[Opening Material shown section]

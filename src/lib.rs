//! # rxcore: the core of a push-based reactive stream library
//!
//! Lazy observables, subscription lifetimes with at-most-once termination,
//! exhaustive teardown with aggregated failures, a `from` adapter for foreign
//! data sources, and a bridge from push to pull-based async iteration.
//!
//! ## Quick Start
//!
//! ```rust
//! use rxcore::prelude::*;
//!
//! let subscriber = Observable::new(|subscriber: &Subscriber<i32>| {
//!   for v in 0..10 {
//!     subscriber.next(v)?;
//!   }
//!   subscriber.complete()
//! })
//! .subscribe(|v| println!("Value: {}", v))
//! .unwrap();
//!
//! assert!(subscriber.is_closed());
//! ```
//!
//! ## Key Concepts
//!
//! | Type | Description |
//! |------|-------------|
//! | [`Observable`] | A lazy push source, run once per `subscribe` |
//! | [`Observer`] | Consumes `next`, `error`, and `complete` events |
//! | [`Subscriber`] | Drives an observer and guards its termination |
//! | [`Subscription`] | Handle to cancel an active subscription |
//! | [`from`] | Adapts arrays, iterables, futures and streams |
//! | [`AsyncIter`] | Pull-based view over an observable |
//!
//! Everything is single-threaded. The async adapters run as local tokio
//! tasks, so they have to be subscribed inside a
//! [`tokio::task::LocalSet`].
//!
//! [`Observable`]: observable::Observable
//! [`Observer`]: observer::Observer
//! [`Subscriber`]: subscriber::Subscriber
//! [`Subscription`]: subscription::Subscription
//! [`from`]: observable::from
//! [`AsyncIter`]: ops::AsyncIter

pub mod error;
pub mod observable;
pub mod observer;
pub mod ops;
pub mod prelude;
pub mod rc;
pub mod shape;
pub mod subscriber;
pub mod subscription;

// Re-export the prelude module
pub use prelude::*;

[Closing Material shown section]

§ **Required work**
Output exactly, and only, the lines running from the one that contains "pub mod error;" through the last line of the entries above.

§ **Response to the task**
pub mod error;
pub mod observable;
pub mod observer;
pub mod ops;
pub mod prelude;
pub mod rc;
pub mod shape;
pub mod subscriber;
pub mod subscription;

// Re-export the prelude module
pub use prelude::*;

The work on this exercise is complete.